* WORK TO COMPLETE: Every line of the listing is to be printed again exactly.

* DATASET RECORDS:
== == ==

// ABOUTME: CalculateTool - evaluates a math expression with meval.
// ABOUTME: Supports arithmetic, powers, and functions such as sqrt and sin.

use async_trait::async_trait;
use serde::Deserialize;
use serde_json::json;

use crate::error::ToolError;
use crate::tool::{Tool, ToolResult, parse_params, require_non_empty};

pub const MAX_EXPRESSION_CHARS: usize = 1_000;

/// Largest magnitude at which every integer is exactly representable in f64.
const EXACT_INT_LIMIT: f64 = 9_007_199_254_740_992.0;

/// Tool for evaluating mathematical expressions.
pub struct CalculateTool;

/// Evaluate `expression`, rejecting anything that is not a finite number.
pub fn evaluate(expression: &str) -> Result<f64, ToolError> {
    let expression = require_non_empty("expression", expression)?;
    let len = expression.chars().count();
    if len > MAX_EXPRESSION_CHARS {
        return Err(ToolError::InvalidParams(format!(
            "Expression exceeds maximum length of {MAX_EXPRESSION_CHARS} characters (got {len})"
        )));
    }

    let value = meval::eval_str(&expression).map_err(|e| {
        ToolError::InvalidParams(format!("Could not evaluate {expression:?}: {e}"))
    })?;
    if !value.is_finite() {
        return Err(ToolError::InvalidParams(format!(
            "{expression:?} does not evaluate to a finite number"
        )));
    }
    Ok(value)
}

/// Whole results come back as JSON integers (`2 + 2` is `4`, not `4.0`).
fn to_json_number(value: f64) -> serde_json::Value {
    if value.fract() == 0.0 && value.abs() < EXACT_INT_LIMIT {
        json!(value as i64)
    } else {
        json!(value)
    }
}

#[async_trait]
impl Tool for CalculateTool {
    fn name(&self) -> &str {
        "calculate"
    }

    fn description(&self) -> &str {
        "Perform mathematical calculations and evaluate expressions (e.g. '2 + 2', '10 * 5', 'sqrt(16)')."
    }

    fn schema(&self) -> serde_json::Value {
        json!({
            "type": "object",
            "properties": {
                "expression": {
                    "type": "string",
                    "description": "Mathematical expression to evaluate",
                    "maxLength": MAX_EXPRESSION_CHARS
                }
            },
            "required": ["expression"]
        })
    }

    async fn invoke(&self, params: serde_json::Value) -> Result<ToolResult, ToolError> {
        #[derive(Deserialize)]
        struct Params {
            expression: String,
        }

        let params: Params = parse_params(params)?;
        let value = evaluate(&params.expression)?;

        Ok(ToolResult::success(to_json_number(value))
            .with_detail("expression", params.expression.trim()))
    }
}
// ABOUTME: SendEmailTool - sends an email by POSTing to a configured webhook.
// ABOUTME: Validates recipient, subject, and body before any network I/O.

use std::sync::LazyLock;

use async_trait::async_trait;
use regex::Regex;
use serde::{Deserialize, Serialize};
use serde_json::json;

use crate::config::GatewayConfig;
use crate::error::{ConfigError, ToolError};
use crate::http;
use crate::tool::{Tool, ToolResult, parse_params};

const SERVICE: &str = "email webhook";
pub const MAX_SUBJECT_CHARS: usize = 500;
pub const MAX_BODY_CHARS: usize = 50_000;

static EMAIL_RE: LazyLock<Regex> =
    LazyLock::new(|| Regex::new(r"^[^@\s]+@[^@\s]+\.[^@\s]+$").expect("email pattern is valid"));

/// JSON body posted to the webhook.
#[derive(Debug, Serialize)]
struct EmailPayload<'a> {
    to_email: &'a str,
    subject: &'a str,
    body: &'a str,
}

/// Tool for sending email through a webhook.
pub struct SendEmailTool {
    client: reqwest::Client,
    webhook_url: Option<String>,
}

impl SendEmailTool {
    /// Create the tool from the gateway configuration.
    ///
    /// A missing webhook URL is not an error here; calls report it instead.
    pub fn new(config: &GatewayConfig) -> Result<Self, ConfigError> {
        Ok(Self::with_client(
            http::build_client(config)?,
            config.email_webhook_url.clone(),
        ))
    }

    /// Create with a custom reqwest client.
    pub fn with_client(client: reqwest::Client, webhook_url: Option<String>) -> Self {
        Self {
            client,
            webhook_url,
        }
    }
}

/// Check recipient, subject, and body against the webhook's limits.
pub fn validate_email(to_email: &str, subject: &str, body: &str) -> Result<(), ToolError> {
    if !EMAIL_RE.is_match(to_email.trim()) {
        return Err(ToolError::InvalidParams(format!(
            "Invalid email format: {to_email:?}"
        )));
    }
    check_text("subject", subject, MAX_SUBJECT_CHARS)?;
    check_text("body", body, MAX_BODY_CHARS)
}

fn check_text(field: &str, value: &str, max: usize) -> Result<(), ToolError> {
    if value.trim().is_empty() {
        return Err(ToolError::InvalidParams(format!(
            "Email {field} cannot be empty"
        )));
    }
    let len = value.chars().count();
    if len > max {
        return Err(ToolError::InvalidParams(format!(
            "Email {field} exceeds maximum length of {max} characters (got {len})"
        )));
    }
    Ok(())
}

#[async_trait]
impl Tool for SendEmailTool {
    fn name(&self) -> &str {
        "send_email"
    }

    fn description(&self) -> &str {
        "Send an email by triggering a webhook (e.g. a Power Automate flow). Requires POWER_AUTOMATE_WEBHOOK_URL to be configured."
    }

    fn schema(&self) -> serde_json::Value {
        json!({
            "type": "object",
            "properties": {
                "to_email": {
                    "type": "string",
                    "description": "Recipient's email address"
                },
                "subject": {
                    "type": "string",
                    "description": "Email subject (max 500 characters)",
                    "maxLength": MAX_SUBJECT_CHARS
                },
                "body": {
                    "type": "string",
                    "description": "Email body content (max 50,000 characters)",
                    "maxLength": MAX_BODY_CHARS
                }
            },
            "required": ["to_email", "subject", "body"]
        })
    }

    async fn invoke(&self, params: serde_json::Value) -> Result<ToolResult, ToolError> {
        #[derive(Deserialize)]
        struct Params {
            to_email: String,
            subject: String,
            body: String,
        }

        let webhook_url = self.webhook_url.as_deref().ok_or_else(|| {
            ToolError::NotConfigured(
                "Email webhook URL not configured. Set POWER_AUTOMATE_WEBHOOK_URL to enable sending email."
                    .to_string(),
            )
        })?;

        let params: Params = parse_params(params)?;
        validate_email(&params.to_email, &params.subject, &params.body)?;
        let to_email = params.to_email.trim();

        tracing::debug!(to = to_email, "posting email to webhook");
        let request = self.client.post(webhook_url).json(&EmailPayload {
            to_email,
            subject: &params.subject,
            body: &params.body,
        });
        let response = http::send(SERVICE, request).await?;
        let status = response.status();
        if !status.is_success() {
            return Err(http::reject(SERVICE, response, "").await);
        }

        Ok(ToolResult::success(json!({
            "message": "Email sent successfully",
            "to_email": to_email,
            "subject": params.subject,
            "status_code": status.as_u16(),
        }))
        .with_detail("webhook_status", status.as_u16()))
    }
}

== == ==

* OUTPUT FOR THIS TASK:
// ABOUTME: CalculateTool - evaluates a math expression with meval.
// ABOUTME: Supports arithmetic, powers, and functions such as sqrt and sin.

use async_trait::async_trait;
use serde::Deserialize;
use serde_json::json;

use crate::error::ToolError;
use crate::tool::{Tool, ToolResult, parse_params, require_non_empty};

pub const MAX_EXPRESSION_CHARS: usize = 1_000;

/// Largest magnitude at which every integer is exactly representable in f64.
const EXACT_INT_LIMIT: f64 = 9_007_199_254_740_992.0;

/// Tool for evaluating mathematical expressions.
pub struct CalculateTool;

/// Evaluate `expression`, rejecting anything that is not a finite number.
pub fn evaluate(expression: &str) -> Result<f64, ToolError> {
    let expression = require_non_empty("expression", expression)?;
    let len = expression.chars().count();
    if len > MAX_EXPRESSION_CHARS {
        return Err(ToolError::InvalidParams(format!(
            "Expression exceeds maximum length of {MAX_EXPRESSION_CHARS} characters (got {len})"
        )));
    }

    let value = meval::eval_str(&expression).map_err(|e| {
        ToolError::InvalidParams(format!("Could not evaluate {expression:?}: {e}"))
    })?;
    if !value.is_finite() {
        return Err(ToolError::InvalidParams(format!(
            "{expression:?} does not evaluate to a finite number"
        )));
    }
    Ok(value)
}

/// Whole results come back as JSON integers (`2 + 2` is `4`, not `4.0`).
fn to_json_number(value: f64) -> serde_json::Value {
    if value.fract() == 0.0 && value.abs() < EXACT_INT_LIMIT {
        json!(value as i64)
    } else {
        json!(value)
    }
}

#[async_trait]
impl Tool for CalculateTool {
    fn name(&self) -> &str {
        "calculate"
    }

    fn description(&self) -> &str {
        "Perform mathematical calculations and evaluate expressions (e.g. '2 + 2', '10 * 5', 'sqrt(16)')."
    }

    fn schema(&self) -> serde_json::Value {
        json!({
            "type": "object",
            "properties": {
                "expression": {
                    "type": "string",
                    "description": "Mathematical expression to evaluate",
                    "maxLength": MAX_EXPRESSION_CHARS
                }
            },
            "required": ["expression"]
        })
    }

    async fn invoke(&self, params: serde_json::Value) -> Result<ToolResult, ToolError> {
        #[derive(Deserialize)]
        struct Params {
            expression: String,
        }

        let params: Params = parse_params(params)?;
        let value = evaluate(&params.expression)?;

        Ok(ToolResult::success(to_json_number(value))
            .with_detail("expression", params.expression.trim()))
    }
}
// ABOUTME: SendEmailTool - sends an email by POSTing to a configured webhook.
// ABOUTME: Validates recipient, subject, and body before any network I/O.

use std::sync::LazyLock;

use async_trait::async_trait;
use regex::Regex;
use serde::{Deserialize, Serialize};
use serde_json::json;

use crate::config::GatewayConfig;
use crate::error::{ConfigError, ToolError};
use crate::http;
use crate::tool::{Tool, ToolResult, parse_params};

const SERVICE: &str = "email webhook";
pub const MAX_SUBJECT_CHARS: usize = 500;
pub const MAX_BODY_CHARS: usize = 50_000;

static EMAIL_RE: LazyLock<Regex> =
    LazyLock::new(|| Regex::new(r"^[^@\s]+@[^@\s]+\.[^@\s]+$").expect("email pattern is valid"));

/// JSON body posted to the webhook.
#[derive(Debug, Serialize)]
struct EmailPayload<'a> {
    to_email: &'a str,
    subject: &'a str,
    body: &'a str,
}

/// Tool for sending email through a webhook.
pub struct SendEmailTool {
    client: reqwest::Client,
    webhook_url: Option<String>,
}

impl SendEmailTool {
    /// Create the tool from the gateway configuration.
    ///
    /// A missing webhook URL is not an error here; calls report it instead.
    pub fn new(config: &GatewayConfig) -> Result<Self, ConfigError> {
        Ok(Self::with_client(
            http::build_client(config)?,
            config.email_webhook_url.clone(),
        ))
    }

    /// Create with a custom reqwest client.
    pub fn with_client(client: reqwest::Client, webhook_url: Option<String>) -> Self {
        Self {
            client,
            webhook_url,
        }
    }
}

/// Check recipient, subject, and body against the webhook's limits.
pub fn validate_email(to_email: &str, subject: &str, body: &str) -> Result<(), ToolError> {
    if !EMAIL_RE.is_match(to_email.trim()) {
        return Err(ToolError::InvalidParams(format!(
            "Invalid email format: {to_email:?}"
        )));
    }
    check_text("subject", subject, MAX_SUBJECT_CHARS)?;
    check_text("body", body, MAX_BODY_CHARS)
}

fn check_text(field: &str, value: &str, max: usize) -> Result<(), ToolError> {
    if value.trim().is_empty() {
        return Err(ToolError::InvalidParams(format!(
            "Email {field} cannot be empty"
        )));
    }
    let len = value.chars().count();
    if len > max {
        return Err(ToolError::InvalidParams(format!(
            "Email {field} exceeds maximum length of {max} characters (got {len})"
        )));
    }
    Ok(())
}

#[async_trait]
impl Tool for SendEmailTool {
    fn name(&self) -> &str {
        "send_email"
    }

    fn description(&self) -> &str {
        "Send an email by triggering a webhook (e.g. a Power Automate flow). Requires POWER_AUTOMATE_WEBHOOK_URL to be configured."
    }

    fn schema(&self) -> serde_json::Value {
        json!({
            "type": "object",
            "properties": {
                "to_email": {
                    "type": "string",
                    "description": "Recipient's email address"
                },
                "subject": {
                    "type": "string",
                    "description": "Email subject (max 500 characters)",
                    "maxLength": MAX_SUBJECT_CHARS
                },
                "body": {
                    "type": "string",
                    "description": "Email body content (max 50,000 characters)",
                    "maxLength": MAX_BODY_CHARS
                }
            },
            "required": ["to_email", "subject", "body"]
        })
    }

    async fn invoke(&self, params: serde_json::Value) -> Result<ToolResult, ToolError> {
        #[derive(Deserialize)]
        struct Params {
            to_email: String,
            subject: String,
            body: String,
        }

        let webhook_url = self.webhook_url.as_deref().ok_or_else(|| {
            ToolError::NotConfigured(
                "Email webhook URL not configured. Set POWER_AUTOMATE_WEBHOOK_URL to enable sending email."
                    .to_string(),
            )
        })?;

        let params: Params = parse_params(params)?;
        validate_email(&params.to_email, &params.subject, &params.body)?;
        let to_email = params.to_email.trim();

        tracing::debug!(to = to_email, "posting email to webhook");
        let request = self.client.post(webhook_url).json(&EmailPayload {
            to_email,
            subject: &params.subject,
            body: &params.body,
        });
        let response = http::send(SERVICE, request).await?;
        let status = response.status();
        if !status.is_success() {
            return Err(http::reject(SERVICE, response, "").await);
        }

        Ok(ToolResult::success(json!({
            "message": "Email sent successfully",
            "to_email": to_email,
            "subject": params.subject,
            "status_code": status.as_u16(),
        }))
        .with_detail("webhook_status", status.as_u16()))
    }
}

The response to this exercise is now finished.